His fortunes were at their lowest when he arrived in New York on April 6, 1844. He and his family found rooms in Greenwich Street, near Cedar, now the thick of the business district. “The house is old and looks buggy,” he wrote to a friend, but it was the best he could do with less than five dollars in his pocket.
He had to have more money. The newspapers seemed to be the most available place to get it, and the Sun the livest of them. Speed—that was what they wanted. They had been having ocean steamers until they were almost sick. Railroads were unromantic. Horses were an old story. The telegraph was still regarded as theory, and it hardly appealed to the imagination.
Pigeons? Perhaps there was inspiration in the sight of Sam Patch preening himself on a cornice of the Sun’s building. A magnified pigeon would be an air-ship. Poe sat him down, wrote the “balloon hoax,” and sold it to Mr. Beach. It appeared in the Sun of April 13, 1844.

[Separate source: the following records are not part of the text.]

use anyhow::{Context as _, Result, anyhow};
use catalog_search::cli::{Cli, Command};
use catalog_search::format::render_text;
use catalog_search::server::CatalogServer;
use catalog_search::worker::{CatalogState, spawn_catalog_load};
use clap::Parser;
use rmcp::{ServiceExt, transport::stdio};
use std::sync::Arc;

#[tokio::main]
async fn main() -> Result<()> {
    let cli = Cli::parse();

    // Logs go to stderr; stdout carries the MCP protocol or query output
    catalog_search::tracing::init_with(cli.log_format);

    let state = Arc::new(CatalogState::new(cli.catalog.search_config()));

    match cli.command {
        Command::Serve => serve(state, cli.catalog.index_path()).await,
        Command::Query { terms, json, limit } => {
            let index = cli
                .catalog
                .index_path()
                .ok_or_else(|| anyhow!("No catalog given. Pass --index or set CATALOG_SEARCH_INDEX."))?;
            state.load(&index).await?;

            let mut records = state
                .search(&terms.join(" "))
                .context("Catalog is not searchable")?;
            if let Some(limit) = limit {
                records.truncate(limit);
            }

            if json {
                println!("{}", serde_json::to_string_pretty(&records)?);
            } else if records.is_empty() {
                eprintln!("No results found for '{}'.", terms.join(" "));
            } else {
                print!("{}", render_text(&records));
            }
            Ok(())
        }
    }
}

async fn serve(state: Arc<CatalogState>, index: Option<std::path::PathBuf>) -> Result<()> {
    tracing::info!("Starting catalog-search MCP server");

    if let Some(index) = index {
        spawn_catalog_load(state.clone(), index);
    }

    let server = CatalogServer::with_state(state);
    let service = server.serve(stdio()).await.inspect_err(|e| {
        tracing::error!("Error serving MCP server: {:?}", e);
    })?;

    service.waiting().await?;

    Ok(())
}
//! # Playback Module
//!
//! Drive an external audio backend from a loaded MIDI document.
//!
//! ## Sub-modules
//! - `backend` - The [`AudioBackend`] / [`BackendFactory`] seam to the synthesis engine
//! - `controller` - [`PlaybackController`], the transport state machine
//! - `virtual_transport` - A silent backend on a host-advanced clock
//!
//! ## Transport States
//! ```text
//! Unloaded -> Loading -> Ready <-> Playing
//!                \-> Error -> Loading ...
//! ```
//! - `play()` only acts in `Ready`; `pause()` only acts in `Playing`.
//! - Seeking is allowed whenever a document is loaded and keeps the play/pause state.
//! - [`PlaybackController::poll`] turns transport progress into [`TransportSignal`]s:
//!   the notes crossed since the last poll, the new position, and `Finished` at the end.
//!
//! ## Backend Ownership
//! The controller holds at most one backend. Reloading with the same instrument bank
//! swaps the song in place; a different bank drops the old backend before the new one
//! is built.

mod backend;
mod controller;
mod virtual_transport;

#[cfg(test)]
mod tests;

pub use backend::{AudioBackend, BackendFactory, InstrumentBank, DEFAULT_INSTRUMENT_BANK_URL};
pub use controller::{PlaybackController, PlaybackState, TransportSignal};
pub use virtual_transport::{
    TransportStats, VirtualClock, VirtualTransport, VirtualTransportFactory,
};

Beneath a black-faced heading that was supplemented by a woodcut of three race-horses flying under the whips of their jockeys and the subtitle “By Express,” was the following introduction:
ASTOUNDING INTELLIGENCE BY PRIVATE EXPRESS FROM CHARLESTON, VIA NORFOLK!—THE ATLANTIC OCEAN CROSSED IN THREE DAYS!!!—ARRIVAL AT SULLIVAN’S ISLAND OF A STEERING BALLOON INVENTED BY MR. MONCK MASON.
We stop the press at a late hour to announce that by a private express from Charleston, South Carolina, we are just put in possession of full details of the most extraordinary adventure ever accomplished by man. The Atlantic Ocean has actually been traversed in a balloon, and in the incredibly brief period of three days! Eight persons have crossed in the machine, among others Sir Everard Bringhurst and Mr. Monck Mason. We have barely time now to announce this most novel and unexpected intelligence, but we hope by ten this morning to have ready an extra with a detailed account of the voyage.
P. S.—The extra will be positively ready, and for sale at our counter, by ten o’clock this morning. It will embrace all the particulars yet known. We have also placed in the hands of an excellent artist a representation of the “Steering Balloon,” which will accompany the particulars of the voyage.
The promised extra bore a head of stud-horse type, six banks in all, and as many inches deep.
“Astounding News by Express, via Norfolk!” it announced. “The Atlantic Crossed in Three Days!—Signal Triumph of Mr. Monck Mason’s Flying-Machine!!!—Arrival at Sullivan’s Island, Near Charleston, of Mr. Mason, Mr. Robert Holland, Mr. Henson, Mr. Harrison Ainsworth, and Four Others in the Steering Balloon Victoria, after a Passage of Seventy-Five Hours from Land to Land—Full Particulars of the Voyage!!!”